Friday, July 18, 2008

Time to get a charge: Measuring and charging powder

In previous articles we looked at preparing some 8x57mm cases for reloading.

Once the cases were prepared, we seated new primers. Now, it’s time to move on and properly charge the powder in our custom precision ammunition.

Before we begin, a few words about the loading process from here on out.

Normally, I have parts from several rifles and various types of ammunition resting on my bench. Also might be found some stripper clips, an assortment of tools, and maybe a book or two. Then, an old soda bottle, half a ham sandwich, and perhaps a puppy can make an appearance. All this is normal, but not today, for today we ....... LOAD.

Safety is the first and foremost concern when reloading. Let me be as clear as I can about this. There is *no* room for error when reloading. Procedures must be established and followed to the letter. Distractions mean stopping the process.

How should the bench look different today? All that’s on it is just we need for the loading session. No less, and no more. No distractions.

There should be one kind of powder, one kind of bullet, one set of cases, one set of dies, , etc. The idea should be clear here...... keep it simple and clean.
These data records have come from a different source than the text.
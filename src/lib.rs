use std::{io, sync::Arc, time::Duration};

use actix::Addr;
use backoff::ExponentialBackoff;
use tracing::{info, warn};
use tracing_appender::rolling::{RollingFileAppender, Rotation};
use tracing_subscriber::{fmt, layer::SubscriberExt, util::SubscriberInitExt, EnvFilter};

use ::redis::aio::ConnectionManager;

use crate::{
    env::{RedisSettings, Settings},
    flights::FlightService,
    hub::BroadcastHub,
    metrics::MetricsCtx,
    session::SessionEngine,
    store::LeaderboardStore,
};

pub mod api;
pub mod cache;
pub mod catalog;
pub mod display;
pub mod env;
pub mod errors;
pub mod flights;
pub mod geo;
pub mod hints;
pub mod hub;
pub mod metrics;
pub mod models;
pub mod protocol;
pub mod provider;
pub mod rng;
pub mod scoring;
pub mod session;
pub mod store;
pub mod viewer;

pub struct LoggerManager {
    _guard: tracing_appender::non_blocking::WorkerGuard,
}

impl LoggerManager {
    pub fn setup(settings: &Settings) -> Self {
        // 1. 파일 로거 설정
        let file_appender = RollingFileAppender::new(
            Rotation::DAILY,
            &settings.logging.directory,
            &settings.logging.filename,
        );
        let (non_blocking_file_writer, guard) = tracing_appender::non_blocking(file_appender);

        // 2. 로그 레벨 필터 (RUST_LOG 우선, 없으면 설정 파일 값)
        let filter = EnvFilter::try_from_default_env()
            .unwrap_or_else(|_| EnvFilter::new(&settings.server.log_level));

        // 3. 콘솔 출력 레이어
        let console_layer = fmt::layer()
            .with_writer(io::stdout)
            .with_ansi(true)
            .with_thread_ids(true)
            .with_file(true)
            .with_line_number(true)
            .with_target(false);

        // 4. 파일 출력 레이어
        let file_layer = fmt::layer()
            .with_writer(non_blocking_file_writer)
            .with_ansi(false)
            .with_thread_ids(true)
            .with_file(true)
            .with_line_number(true)
            .with_target(false);

        tracing_subscriber::registry()
            .with(filter)
            .with(console_layer)
            .with(file_layer)
            .init();

        tracing::info!(
            "Logger ready: console and file ({}/{})",
            settings.logging.directory,
            settings.logging.filename
        );

        Self { _guard: guard }
    }
}

// 모든 핸들러가 공유하는 서버 상태
#[derive(Clone)]
pub struct AppState {
    pub settings: Settings,
    pub engine: Arc<SessionEngine>,
    pub flights: Arc<FlightService>,
    pub leaderboard: Arc<dyn LeaderboardStore>,
    pub hub_addr: Addr<BroadcastHub>,
    pub metrics: Arc<MetricsCtx>,
    pub metrics_registry: prometheus::Registry,
}

/// Opens a managed Redis connection, retrying with exponential backoff.
///
/// Returns `None` when Redis is disabled or every attempt failed; callers then run
/// on the in-memory store.
pub async fn connect_redis(settings: &RedisSettings) -> Option<ConnectionManager> {
    if !settings.enabled {
        info!("Redis disabled by configuration");
        return None;
    }

    let client = match ::redis::Client::open(settings.url.as_str()) {
        Ok(client) => client,
        Err(e) => {
            warn!("Invalid Redis URL {}: {}", settings.url, e);
            return None;
        }
    };

    let max_attempts = settings.max_reconnect_attempts.max(1);
    let backoff = ExponentialBackoff {
        initial_interval: Duration::from_millis(settings.initial_reconnect_delay_ms),
        max_interval: Duration::from_millis(settings.max_reconnect_delay_ms),
        max_elapsed_time: None,
        ..ExponentialBackoff::default()
    };

    let mut attempt = 0u32;
    let result = backoff::future::retry(backoff, || {
        attempt += 1;
        let client = client.clone();
        let current = attempt;
        async move {
            ConnectionManager::new(client).await.map_err(|e| {
                warn!(
                    "Redis connection attempt {}/{} failed: {}",
                    current, max_attempts, e
                );
                if current >= max_attempts {
                    backoff::Error::permanent(e)
                } else {
                    backoff::Error::transient(e)
                }
            })
        }
    })
    .await;

    match result {
        Ok(conn) => {
            info!("Redis connection established: {}", settings.url);
            Some(conn)
        }
        Err(e) => {
            warn!("Giving up on Redis, running in memory: {}", e);
            None
        }
    }
}
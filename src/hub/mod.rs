use std::{collections::HashMap, sync::Arc};

use actix::{Actor, Context};
use tokio::sync::mpsc::{self, error::TrySendError};
use tracing::{info, warn};
use uuid::Uuid;

use crate::metrics::MetricsCtx;

pub mod handlers;
pub mod messages;

use messages::{Outbound, SessionSlot};

struct Viewer {
    outbound: mpsc::Sender<Outbound>,
    session: SessionSlot,
}

/// Owns every live viewer connection.
///
/// All mutation of the viewer set happens inside this actor; producers only hand
/// it messages with `do_send`. A viewer whose queue is full is dropped instead of
/// making the sender wait.
pub struct BroadcastHub {
    viewers: HashMap<Uuid, Viewer>,
    metrics: Arc<MetricsCtx>,
}

impl BroadcastHub {
    pub fn new(metrics: Arc<MetricsCtx>) -> Self {
        Self {
            viewers: HashMap::new(),
            metrics,
        }
    }

    fn remove_viewer(&mut self, viewer_id: Uuid) -> bool {
        // 엔트리 제거 시 Sender 가 drop 되어 큐가 정확히 한 번 닫힙니다.
        let removed = self.viewers.remove(&viewer_id).is_some();
        if removed {
            self.metrics.set_active_viewers(self.viewers.len());
        }
        removed
    }

    /// Enqueues `frame` to every viewer accepted by `filter`, dropping stalled ones.
    fn deliver(&mut self, frame: Outbound, filter: impl Fn(&Viewer) -> bool) -> usize {
        let mut delivered = 0;
        let mut stalled = Vec::new();

        for (viewer_id, viewer) in self.viewers.iter().filter(|(_, v)| filter(v)) {
            match viewer.outbound.try_send(frame.clone()) {
                Ok(()) => delivered += 1,
                Err(TrySendError::Full(_)) => {
                    warn!("Viewer {} outbound queue is full, dropping connection", viewer_id);
                    self.metrics.inc_stalled_viewer_dropped();
                    stalled.push(*viewer_id);
                }
                Err(TrySendError::Closed(_)) => {
                    info!("Viewer {} write loop already gone, removing", viewer_id);
                    stalled.push(*viewer_id);
                }
            }
        }

        for viewer_id in stalled {
            self.remove_viewer(viewer_id);
        }
        delivered
    }
}

impl Actor for BroadcastHub {
    type Context = Context<Self>;

    fn started(&mut self, _ctx: &mut Self::Context) {
        info!("BroadcastHub actor started");
    }

    fn stopped(&mut self, _ctx: &mut Self::Context) {
        info!(
            "BroadcastHub actor stopped, releasing {} viewers",
            self.viewers.len()
        );
        self.viewers.clear();
        self.metrics.set_active_viewers(0);
    }
}
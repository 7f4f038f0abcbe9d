use std::{sync::Arc, time::Duration};

use actix::{Actor, System};
use actix_web::{web, App, HttpRequest, HttpResponse, HttpServer};
use anyhow::Context;
use prometheus::{Encoder, TextEncoder};
use skyquest_server::{
    api::configure_routes,
    cache::{FlightCache, RedisFlightCache},
    catalog::FlightCatalog,
    connect_redis,
    display::DisplayPreparer,
    env::Settings,
    flights::{spawn_flight_poller, FlightService},
    hints::CityFacts,
    hub::BroadcastHub,
    metrics::MetricsCtx,
    provider::AviationStackProvider,
    rng::GameRng,
    scoring::ScoringEngine,
    session::{SessionEngine, SessionEngineDeps},
    store::{FallbackStore, RedisStore},
    AppState, LoggerManager,
};
use tokio_util::sync::CancellationToken;
use tracing::{error, info};

#[actix_web::main]
async fn main() -> anyhow::Result<()> {
    // 1. 환경변수 로드
    dotenv::dotenv().ok();

    // 2. 설정 파일 로드
    let settings = Settings::new().context("Failed to load settings")?;

    // 3. 로거 초기화 (guard 는 프로세스 종료까지 유지)
    let _logger_manager = LoggerManager::setup(&settings);

    // 4. 난수원
    let rng = Arc::new(GameRng::from_seed_option(settings.game.random_seed));
    if let Some(seed) = settings.game.random_seed {
        info!("Random source seeded with {}", seed);
    }

    // 5. Metrics 초기화
    let metrics = Arc::new(MetricsCtx::new());
    let metrics_registry = prometheus::Registry::new();
    metrics::register_custom_metrics(&metrics_registry)
        .context("Failed to register custom metrics")?;
    info!("Metrics initialized and registered");

    // 6. Redis (실패 시 메모리 저장소로 동작)
    let redis_conn = connect_redis(&settings.redis).await;
    let store = Arc::new(FallbackStore::new(
        redis_conn.clone().map(RedisStore::new),
        metrics.clone(),
    ));
    let flight_cache: Option<Arc<dyn FlightCache>> = redis_conn
        .map(|conn| Arc::new(RedisFlightCache::new(conn)) as Arc<dyn FlightCache>);

    // 7. 전역 Shutdown Token
    let shutdown_token = CancellationToken::new();

    // 8. BroadcastHub 시작
    let hub_addr = BroadcastHub::new(metrics.clone()).start();
    info!("BroadcastHub actor started");

    // 9. 항공편 카탈로그 및 서비스
    let catalog = Arc::new(FlightCatalog::new(rng.clone()));
    let city_facts = Arc::new(CityFacts::new(rng.clone()));
    let provider = Arc::new(
        AviationStackProvider::new(&settings.flights).context("Failed to build flight provider")?,
    );
    let flight_service = Arc::new(
        FlightService::new(
            catalog.clone(),
            provider,
            flight_cache,
            Duration::from_secs(settings.flights.cache_ttl_seconds),
            metrics.clone(),
        )
        .with_fact_cache(city_facts.clone()),
    );
    flight_service.load_initial().await;

    let poller = spawn_flight_poller(
        flight_service.clone(),
        hub_addr.clone(),
        Duration::from_secs(settings.flights.poll_interval_seconds.max(1)),
        shutdown_token.clone(),
    );

    // 10. 게임 세션 엔진
    let engine = Arc::new(SessionEngine::new(SessionEngineDeps {
        flights: flight_service.clone(),
        display: Arc::new(DisplayPreparer::new(rng.clone(), city_facts)),
        scoring: ScoringEngine::new(catalog),
        sessions: store.clone(),
        leaderboard: store.clone(),
        notifier: Some(hub_addr.clone().recipient()),
        metrics: metrics.clone(),
        total_rounds: settings.game.total_rounds,
    }));

    // 11. AppState 구성
    let app_state = AppState {
        settings: settings.clone(),
        engine,
        flights: flight_service,
        leaderboard: store,
        hub_addr,
        metrics,
        metrics_registry,
    };

    // 12. HTTP 서버 시작
    let bind_address = format!("{}:{}", settings.server.bind_address, settings.server.port);
    info!("Starting HTTP server on {}", bind_address);

    let mut server = HttpServer::new(move || {
        // /metrics 엔드포인트 (optional auth)
        let metrics_route = |req: HttpRequest, state: web::Data<AppState>| async move {
            if let Some(expected_token) = &state.settings.server.metrics_auth_token {
                let provided_token = req
                    .headers()
                    .get("Authorization")
                    .and_then(|h| h.to_str().ok())
                    .and_then(|s| s.strip_prefix("Bearer "));

                if provided_token != Some(expected_token.as_str()) {
                    return HttpResponse::Unauthorized()
                        .body("Unauthorized: Invalid or missing token");
                }
            }

            let metric_families = state.metrics_registry.gather();
            let mut buffer = Vec::new();
            let encoder = TextEncoder::new();

            if let Err(e) = encoder.encode(&metric_families, &mut buffer) {
                return HttpResponse::InternalServerError()
                    .body(format!("Metrics encode error: {}", e));
            }

            HttpResponse::Ok()
                .content_type(encoder.format_type())
                .body(buffer)
        };

        App::new()
            .app_data(web::Data::new(app_state.clone()))
            .configure(configure_routes)
            .route("/metrics", web::get().to(metrics_route))
    })
    .bind(&bind_address)
    .with_context(|| format!("Failed to bind {}", bind_address))?
    .run();

    info!("SkyQuest server is running on {}", bind_address);

    // 13. 종료 신호 대기
    tokio::select! {
        res = &mut server => {
            error!("Server exited unexpectedly");
            shutdown_token.cancel();
            return res.context("HTTP server failed");
        },
        _ = tokio::signal::ctrl_c() => {
            info!("Ctrl+C received. Initiating graceful shutdown...");
            shutdown_token.cancel();
            System::current().stop();
        },
    }

    // 14. 폴러와 서버 정리 대기
    if let Err(e) = poller.await {
        error!("Flight poller task failed: {}", e);
    }
    server.await.context("HTTP server failed during shutdown")?;
    info!("System has shut down gracefully");

    Ok(())
}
No distractions and no room for mistakes. If there is only *one* powder, then the wrong one can’t be mixed in by mistake. The same holds true for cases, bullets, dies, primers, you name it.

On my bench, by my procedure, the can of powder I’m using will be the only one here till I am done and the powder measure is emptied back into it. The same goes for bullets. There will be no other till I am done with this load set.

That said; let’s have a look at the tools to be used in handling the powder this session.

First up, and of primary importance to precision loading, I give you the scale.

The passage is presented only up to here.